-------- RECORDS --------

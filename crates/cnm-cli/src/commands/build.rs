//! Graph build command

use std::collections::HashMap;
use std::path::{Path, PathBuf};

use anyhow::Context;
use clap::Args;

use crate::config::Config;
use crate::output::{to_json, OutputFormat};
use crate::{AppContext, Cli};
use cnm_analysis::{BetweennessCentrality, CentralityRow, Params};
use cnm_core::limits::validate_document;
use cnm_core::{BuildReport, CategoryDocument, GraphBuilder, GraphData};

#[derive(Args)]
pub struct BuildArgs {
    /// Directory of category markdown files (e.g. materials.md, methods.md)
    pub input: PathBuf,

    /// Output file (stdout if omitted)
    #[arg(short, long)]
    pub output: Option<PathBuf>,

    /// Store betweenness centrality as each node's value
    #[arg(long)]
    pub with_centrality: bool,
}

/// Parse every mapped markdown file in `dir` into one graph
pub fn build_from_dir(dir: &Path, config: &Config) -> anyhow::Result<(GraphData, BuildReport)> {
    let categories = config.category_map()?;

    let mut paths: Vec<PathBuf> = std::fs::read_dir(dir)
        .with_context(|| format!("Failed to read directory {}", dir.display()))?
        .filter_map(|entry| entry.ok().map(|e| e.path()))
        .filter(|p| {
            p.is_file()
                && p.extension()
                    .and_then(|e| e.to_str())
                    .is_some_and(|e| e.eq_ignore_ascii_case("md"))
        })
        .collect();
    paths.sort();

    let mut documents = Vec::new();
    for path in paths {
        let stem = path
            .file_stem()
            .and_then(|s| s.to_str())
            .unwrap_or_default()
            .to_lowercase();
        let Some(&category) = categories.get(&stem) else {
            tracing::warn!("Skipping {}: no category mapped for '{}'", path.display(), stem);
            continue;
        };

        let text = std::fs::read_to_string(&path)
            .with_context(|| format!("Failed to read {}", path.display()))?;
        validate_document(&text).with_context(|| path.display().to_string())?;

        let name = path
            .file_name()
            .map(|n| n.to_string_lossy().into_owned())
            .unwrap_or_default();
        tracing::debug!("Parsing {} as {}", name, category);
        documents.push(CategoryDocument::parse(category, &text).with_source(name));
    }

    if documents.is_empty() {
        anyhow::bail!("No category markdown files found in {}", dir.display());
    }
    documents.sort_by(|a, b| {
        a.category
            .rank()
            .cmp(&b.category.rank())
            .then_with(|| a.source.cmp(&b.source))
    });

    let mut builder = GraphBuilder::new();
    for document in documents {
        builder.add_document(document);
    }
    Ok(builder.build())
}

/// Read a graph JSON file, or build from a markdown directory
pub fn load_graph(path: &Path, config: &Config) -> anyhow::Result<GraphData> {
    if path.is_dir() {
        return Ok(build_from_dir(path, config)?.0);
    }
    let text = std::fs::read_to_string(path)
        .with_context(|| format!("Failed to read graph {}", path.display()))?;
    let graph = GraphData::from_json_lenient(&text)
        .with_context(|| format!("Invalid graph {}", path.display()))?;
    tracing::debug!(
        "Loaded {} nodes and {} links from {}",
        graph.node_count(),
        graph.link_count(),
        path.display()
    );
    Ok(graph)
}

pub fn run(args: &BuildArgs, cli: &Cli, ctx: &AppContext) -> anyhow::Result<()> {
    let (mut graph, report) = build_from_dir(&args.input, &ctx.config)?;

    if args.with_centrality {
        let result = ctx
            .registry
            .execute(BetweennessCentrality::NAME, &graph, &Params::new())?;
        let scores: HashMap<String, f64> = result
            .rows::<CentralityRow>()?
            .into_iter()
            .map(|row| (row.node_id, row.betweenness))
            .collect();
        graph = graph.with_values(&scores);
    }

    let json = graph.to_json_pretty()?;
    let Some(output) = &args.output else {
        println!("{}", json);
        return Ok(());
    };

    std::fs::write(output, json).with_context(|| format!("Failed to write {}", output.display()))?;
    if cli.quiet {
        return Ok(());
    }
    match cli.output_format() {
        OutputFormat::Json => println!("{}", to_json(&report)?),
        OutputFormat::Table => {
            println!(
                "Built graph: {} nodes, {} links from {} documents -> {}",
                graph.node_count(),
                graph.link_count(),
                report.documents,
                output.display()
            );
            if report.unresolved_references > 0 {
                println!("Dropped {} unresolved references", report.unresolved_references);
            }
        }
    }
    Ok(())
}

--------

Write out the records shown above, exactly as they appear.

filename crates/cnm-cli/src/commands/build.rs
//! Graph build command

use std::collections::HashMap;
use std::path::{Path, PathBuf};

use anyhow::Context;
use clap::Args;

use crate::config::Config;
use crate::output::{to_json, OutputFormat};
use crate::{AppContext, Cli};
use cnm_analysis::{BetweennessCentrality, CentralityRow, Params};
use cnm_core::limits::validate_document;
use cnm_core::{BuildReport, CategoryDocument, GraphBuilder, GraphData};

#[derive(Args)]
pub struct BuildArgs {
    /// Directory of category markdown files (e.g. materials.md, methods.md)
    pub input: PathBuf,

    /// Output file (stdout if omitted)
    #[arg(short, long)]
    pub output: Option<PathBuf>,

    /// Store betweenness centrality as each node's value
    #[arg(long)]
    pub with_centrality: bool,
}

/// Parse every mapped markdown file in `dir` into one graph
pub fn build_from_dir(dir: &Path, config: &Config) -> anyhow::Result<(GraphData, BuildReport)> {
    let categories = config.category_map()?;

    let mut paths: Vec<PathBuf> = std::fs::read_dir(dir)
        .with_context(|| format!("Failed to read directory {}", dir.display()))?
        .filter_map(|entry| entry.ok().map(|e| e.path()))
        .filter(|p| {
            p.is_file()
                && p.extension()
                    .and_then(|e| e.to_str())
                    .is_some_and(|e| e.eq_ignore_ascii_case("md"))
        })
        .collect();
    paths.sort();

    let mut documents = Vec::new();
    for path in paths {
        let stem = path
            .file_stem()
            .and_then(|s| s.to_str())
            .unwrap_or_default()
            .to_lowercase();
        let Some(&category) = categories.get(&stem) else {
            tracing::warn!("Skipping {}: no category mapped for '{}'", path.display(), stem);
            continue;
        };

        let text = std::fs::read_to_string(&path)
            .with_context(|| format!("Failed to read {}", path.display()))?;
        validate_document(&text).with_context(|| path.display().to_string())?;

        let name = path
            .file_name()
            .map(|n| n.to_string_lossy().into_owned())
            .unwrap_or_default();
        tracing::debug!("Parsing {} as {}", name, category);
        documents.push(CategoryDocument::parse(category, &text).with_source(name));
    }

    if documents.is_empty() {
        anyhow::bail!("No category markdown files found in {}", dir.display());
    }
    documents.sort_by(|a, b| {
        a.category
            .rank()
            .cmp(&b.category.rank())
            .then_with(|| a.source.cmp(&b.source))
    });

    let mut builder = GraphBuilder::new();
    for document in documents {
        builder.add_document(document);
    }
    Ok(builder.build())
}

/// Read a graph JSON file, or build from a markdown directory
pub fn load_graph(path: &Path, config: &Config) -> anyhow::Result<GraphData> {
    if path.is_dir() {
        return Ok(build_from_dir(path, config)?.0);
    }
    let text = std::fs::read_to_string(path)
        .with_context(|| format!("Failed to read graph {}", path.display()))?;
    let graph = GraphData::from_json_lenient(&text)
        .with_context(|| format!("Invalid graph {}", path.display()))?;
    tracing::debug!(
        "Loaded {} nodes and {} links from {}",
        graph.node_count(),
        graph.link_count(),
        path.display()
    );
    Ok(graph)
}

pub fn run(args: &BuildArgs, cli: &Cli, ctx: &AppContext) -> anyhow::Result<()> {
    let (mut graph, report) = build_from_dir(&args.input, &ctx.config)?;

    if args.with_centrality {
        let result = ctx
            .registry
            .execute(BetweennessCentrality::NAME, &graph, &Params::new())?;
        let scores: HashMap<String, f64> = result
            .rows::<CentralityRow>()?
            .into_iter()
            .map(|row| (row.node_id, row.betweenness))
            .collect();
        graph = graph.with_values(&scores);
    }

    let json = graph.to_json_pretty()?;
    let Some(output) = &args.output else {
        println!("{}", json);
        return Ok(());
    };

    std::fs::write(output, json).with_context(|| format!("Failed to write {}", output.display()))?;
    if cli.quiet {
        return Ok(());
    }
    match cli.output_format() {
        OutputFormat::Json => println!("{}", to_json(&report)?),
        OutputFormat::Table => {
            println!(
                "Built graph: {} nodes, {} links from {} documents -> {}",
                graph.node_count(),
                graph.link_count(),
                report.documents,
                output.display()
            );
            if report.unresolved_references > 0 {
                println!("Dropped {} unresolved references", report.unresolved_references);
            }
        }
    }
    Ok(())
}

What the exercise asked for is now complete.